Methods for Design and Management of a Fast-Pick Area in a
Warehouse
Chenying Kong and Dale Masel
Department of Industrial and Systems Engineering
Ohio University, Athens, Ohio 45701, USA
Abstract
The fast-pick area of a warehouse is used to fill orders for the most popular items in a facility. In this paper, buffers
are placed in each zone of the fast-pick area to allow pickers to work ahead. Heuristics are described to assign SKUs
to the zones and then to sequence the orders for picking so that the full benefits of the buffers can be obtained. The
performance of the system with the heuristics is shown to produce better throughput per worker than the same
system with random assignments or a traditional system where orders are picked in waves.
Keywords
Distribution centers, Order picking, Fast-pick area, Lean warehousing
1. Introduction
Order picking is the process of fulfilling customer orders through retrieving items from storage. Among all
warehousing operations, order picking makes up approximately 55% of the cost [1] because it is a labor-intensive
activity for traditional manual warehouses. One strategy that is used to improve the efficiency of the order picking
operation is a fast-pick area (also referred to in some cases as a fast-pick line). The fast-pick area is a portion of the
forward picking area where only a limited quantity of the most popular SKUs are stored. This allows the pickers to
fill a large portion of the orders while traveling in a small space.
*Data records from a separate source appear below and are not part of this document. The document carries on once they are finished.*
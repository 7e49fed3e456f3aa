use futures::stream::{self, Stream};
use std::sync::Arc;
use tokio::sync::mpsc;
use tracing::{debug, info};

use super::registry::{SessionGuard, SessionId, SessionRegistry};
use crate::models::ClientRequest;

/// One item of a session's push sequence.
#[derive(Debug, Clone, PartialEq, Eq)]
pub enum StreamEvent {
    /// Bootstrap event: where the peer must post its requests.
    Endpoint(String),
    /// Response derived from one delivered request.
    Response(&'static str),
}

#[derive(Debug, Clone, Copy, PartialEq, Eq)]
pub enum StreamState {
    Starting,
    Streaming,
    Closed,
}

struct SessionRelay {
    state: StreamState,
    endpoint: String,
    requests: mpsc::Receiver<ClientRequest>,
    guard: Option<SessionGuard>,
}

impl SessionRelay {
    async fn step(mut self) -> Option<(StreamEvent, Self)> {
        match self.state {
            StreamState::Starting => {
                self.state = StreamState::Streaming;
                let endpoint = std::mem::take(&mut self.endpoint);
                Some((StreamEvent::Endpoint(endpoint), self))
            }
            StreamState::Streaming => match self.requests.recv().await {
                Some(request) => {
                    debug!(
                        "Relaying {} request {} to session {}",
                        request.method(),
                        request.request_id(),
                        self.session_label()
                    );
                    Some((StreamEvent::Response(request.response()), self))
                }
                None => {
                    self.close();
                    None
                }
            },
            StreamState::Closed => None,
        }
    }

    fn close(&mut self) {
        self.state = StreamState::Closed;
        // Dropping the guard deregisters the session
        self.guard.take();
    }

    fn session_label(&self) -> String {
        self.guard
            .as_ref()
            .map(|guard| guard.id().to_string())
            .unwrap_or_default()
    }
}

/// Address the peer posts its requests to.
pub fn endpoint_address(dispatch_path: &str, id: &SessionId) -> String {
    format!("{}?sessionid={}", dispatch_path, id)
}

/// Open a session and return its push sequence.
///
/// The first item is always [`StreamEvent::Endpoint`]; after that one
/// [`StreamEvent::Response`] is produced per delivered request, in delivery
/// order. The session is deregistered when the sequence ends or is dropped,
/// whichever happens first.
pub fn session_stream(
    registry: Arc<SessionRegistry>,
    dispatch_path: &str,
) -> (SessionId, impl Stream<Item = StreamEvent> + Send + 'static) {
    let handle = registry.open_session();
    let id = handle.id;
    info!("📡 Session opened: {}", id);

    let relay = SessionRelay {
        state: StreamState::Starting,
        endpoint: endpoint_address(dispatch_path, &id),
        requests: handle.receiver,
        guard: Some(handle.guard),
    };

    (id, stream::unfold(relay, SessionRelay::step))
}
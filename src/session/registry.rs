use dashmap::{mapref::entry::Entry, DashMap};
use std::fmt;
use std::str::FromStr;
use std::sync::Arc;
use tokio::sync::mpsc;
use tracing::{debug, info, warn};
use uuid::Uuid;

use crate::models::ClientRequest;

/// At most one undelivered request is buffered per session.
pub const SESSION_CHANNEL_CAPACITY: usize = 1;

/// Opaque correlation key of one open event stream.
#[derive(Debug, Clone, Copy, PartialEq, Eq, Hash)]
pub struct SessionId(Uuid);

impl SessionId {
    pub fn new() -> Self {
        Self(Uuid::new_v4())
    }
}

impl Default for SessionId {
    fn default() -> Self {
        Self::new()
    }
}

impl fmt::Display for SessionId {
    fn fmt(&self, f: &mut fmt::Formatter<'_>) -> fmt::Result {
        write!(f, "{}", self.0.simple())
    }
}

impl FromStr for SessionId {
    type Err = uuid::Error;

    fn from_str(s: &str) -> Result<Self, Self::Err> {
        Uuid::parse_str(s).map(Self)
    }
}

/// Maps live session ids to the sending half of their delivery channel.
///
/// Constructed once at startup and shared as `Arc<SessionRegistry>` through
/// `AppState`. The map is the only shared mutable state of the bridge.
pub struct SessionRegistry {
    sessions: DashMap<SessionId, mpsc::Sender<ClientRequest>>,
}

/// A freshly registered session, owned by the stream that drains it.
pub struct SessionHandle {
    pub id: SessionId,
    pub receiver: mpsc::Receiver<ClientRequest>,
    pub guard: SessionGuard,
}

/// Deregisters its session when dropped.
pub struct SessionGuard {
    registry: Arc<SessionRegistry>,
    id: SessionId,
}

impl SessionGuard {
    pub fn id(&self) -> SessionId {
        self.id
    }
}

impl Drop for SessionGuard {
    fn drop(&mut self) {
        if self.registry.remove_session(&self.id) {
            info!("🔌 Session closed: {}", self.id);
        }
    }
}

impl SessionRegistry {
    pub fn new() -> Self {
        Self {
            sessions: DashMap::new(),
        }
    }

    /// Register a new session and hand back the receiving half of its channel.
    pub fn create_session(&self) -> (SessionId, mpsc::Receiver<ClientRequest>) {
        let (sender, receiver) = mpsc::channel(SESSION_CHANNEL_CAPACITY);

        loop {
            let id = SessionId::new();
            match self.sessions.entry(id) {
                Entry::Occupied(_) => {
                    warn!("⚠️  Session id collision on {}, regenerating", id);
                }
                Entry::Vacant(slot) => {
                    slot.insert(sender);
                    debug!("Registered session {} ({} active)", id, self.sessions.len());
                    return (id, receiver);
                }
            }
        }
    }

    /// Like [`create_session`](Self::create_session), with a guard that
    /// removes the entry once the owner goes away.
    pub fn open_session(self: &Arc<Self>) -> SessionHandle {
        let (id, receiver) = self.create_session();
        SessionHandle {
            id,
            receiver,
            guard: SessionGuard {
                registry: Arc::clone(self),
                id,
            },
        }
    }

    pub fn lookup(&self, id: &SessionId) -> Option<mpsc::Sender<ClientRequest>> {
        self.sessions.get(id).map(|entry| entry.value().clone())
    }

    pub fn contains(&self, id: &SessionId) -> bool {
        self.sessions.contains_key(id)
    }

    /// Returns whether an entry was removed. Safe to call more than once.
    ///
    /// Removing a live session drops the registry's sender, so its stream
    /// runs to completion once in-flight dispatches finish.
    pub fn remove_session(&self, id: &SessionId) -> bool {
        let removed = self.sessions.remove(id).is_some();
        if removed {
            debug!("Deregistered session {} ({} active)", id, self.sessions.len());
        }
        removed
    }

    /// Close every session; used on shutdown.
    pub fn close_all(&self) -> usize {
        let count = self.sessions.len();
        self.sessions.clear();
        if count > 0 {
            info!("🛑 Closed {} active session(s)", count);
        }
        count
    }

    pub fn len(&self) -> usize {
        self.sessions.len()
    }

    pub fn is_empty(&self) -> bool {
        self.sessions.is_empty()
    }
}

impl Default for SessionRegistry {
    fn default() -> Self {
        Self::new()
    }
}
//! Keystroke input with named control keys.

/// Control key accepted in `{name}` form.
#[derive(Debug, Clone, Copy, PartialEq, Eq)]
pub enum ControlKey {
    Enter,
    Up,
    Down,
    Left,
    Right,
    Backspace,
}

impl ControlKey {
    /// Look up a token name (without braces).
    #[must_use]
    pub fn from_token(token: &str) -> Option<Self> {
        match token {
            "enter" => Some(Self::Enter),
            "up" => Some(Self::Up),
            "down" => Some(Self::Down),
            "left" => Some(Self::Left),
            "right" => Some(Self::Right),
            "backspace" => Some(Self::Backspace),
            _ => None,
        }
    }

    /// Key name understood by `tmux send-keys`.
    #[must_use]
    pub const fn tmux_name(self) -> &'static str {
        match self {
            Self::Enter => "Enter",
            Self::Up => "Up",
            Self::Down => "Down",
            Self::Left => "Left",
            Self::Right => "Right",
            Self::Backspace => "BSpace",
        }
    }
}

/// One unit of input, sent with one remote call.
#[derive(Debug, Clone, PartialEq, Eq)]
pub enum InputSegment {
    Literal(String),
    Key(ControlKey),
}

/// Split input into literal text and control keys, in order.
///
/// Only the six `{name}` tokens are keys. Any other `{` is literal text, so
/// an unmatched brace never swallows a key token that follows it.
#[must_use]
pub fn parse_input(input: &str) -> Vec<InputSegment> {
    let mut segments = Vec::new();
    let mut literal = String::new();
    let mut rest = input;

    while let Some(open) = rest.find('{') {
        literal.push_str(&rest[..open]);
        let after = &rest[open + 1..];
        match key_at(after) {
            Some((key, len)) => {
                if !literal.is_empty() {
                    segments.push(InputSegment::Literal(std::mem::take(&mut literal)));
                }
                segments.push(InputSegment::Key(key));
                rest = &after[len..];
            }
            None => {
                warn_unknown_token(after);
                literal.push('{');
                rest = after;
            }
        }
    }

    literal.push_str(rest);
    if !literal.is_empty() {
        segments.push(InputSegment::Literal(literal));
    }
    segments
}

/// Key named right after a `{`, with the length of `name}`.
fn key_at(after: &str) -> Option<(ControlKey, usize)> {
    let close = after.find('}')?;
    ControlKey::from_token(&after[..close]).map(|key| (key, close + 1))
}

fn warn_unknown_token(after: &str) {
    let Some(close) = after.find('}') else {
        return;
    };
    let token = &after[..close];
    if !token.is_empty() && token.chars().all(|c| c.is_ascii_alphanumeric() || c == '-' || c == '_') {
        tracing::warn!(token, "Unknown key token, sending literally");
    }
}
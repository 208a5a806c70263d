//! Argument handling for the exec helper (`codespace-bridge exec`).

use std::process::Command;

use codespace_bridge_core::is_env_name;

use crate::ForwardError;

/// Split a `K=V` assignment. The value may itself contain `=`.
///
/// # Errors
/// Returns `InvalidEnvPair` without `=` and `InvalidEnvName` for a key that
/// is not an identifier.
pub fn parse_env_pair(pair: &str) -> Result<(String, String), ForwardError> {
    let (key, value) = pair
        .split_once('=')
        .ok_or_else(|| ForwardError::InvalidEnvPair(pair.to_string()))?;
    if !is_env_name(key) {
        return Err(ForwardError::InvalidEnvName(key.to_string()));
    }
    Ok((key.to_string(), value.to_string()))
}

/// Build the command the helper replaces itself with.
///
/// # Errors
/// Returns `MissingCommand` if `argv` is empty, or a parse error for any
/// environment assignment.
pub fn build_command(workdir: Option<&str>, env: &[String], argv: &[String]) -> Result<Command, ForwardError> {
    let Some((program, args)) = argv.split_first() else {
        return Err(ForwardError::MissingCommand);
    };

    let mut command = Command::new(program);
    command.args(args);
    if let Some(dir) = workdir {
        command.current_dir(dir);
    }
    for pair in env {
        let (key, value) = parse_env_pair(pair)?;
        command.env(key, value);
    }
    Ok(command)
}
This research studies an order picking system that was developed to apply the principles of lean manufacturing to
warehouse operations. Lean manufacturing is a method developed from JIT manufacturing in Toyota 0, which
promotes principles including waste reduction, customer-orientation, product flow, line balancing, and lower batch
size [2]. Today, lean principles are not only for manufacturing, but are also used in many other areas, such as sales,
purchasing, medical service, warehousing, and distribution [3-5]. Lean principles are widely applied because they
help organizations achieve higher throughput, lower operation cost, faster response, and better quality.
Consequently, customers are more satisfied with the service.
The system being studied in this paper was initially proposed by Kong and Masel [6]. In this paper, further study
will be conducted on the optimization of the system performance. In a lean system, it is important to balance the
workload to keep all operator cycle times at or below the takt time, so heuristics for managing the storage
assignments and the order assignments will be discussed.
2. System Description
In the proposed system, the fast-pick area is divided into separate zones, where all products are stored on flow racks
(See Figure 1). In each zone, there is one order picker who processes one customer order at a time. A “pick-to-light”
system on the rack indicates to pickers where, what, and how many to pick. There is also a “put-to-light” system on
the buffer trays that tells the pickers where to place items after they are picked. Each tray temporarily holds items
from one order, which provides a buffer for the time difference between the picker’s availability and the container’s
arrival. When the right shipping carton comes to the tray, the tray tilts to transfer items into the carton automatically.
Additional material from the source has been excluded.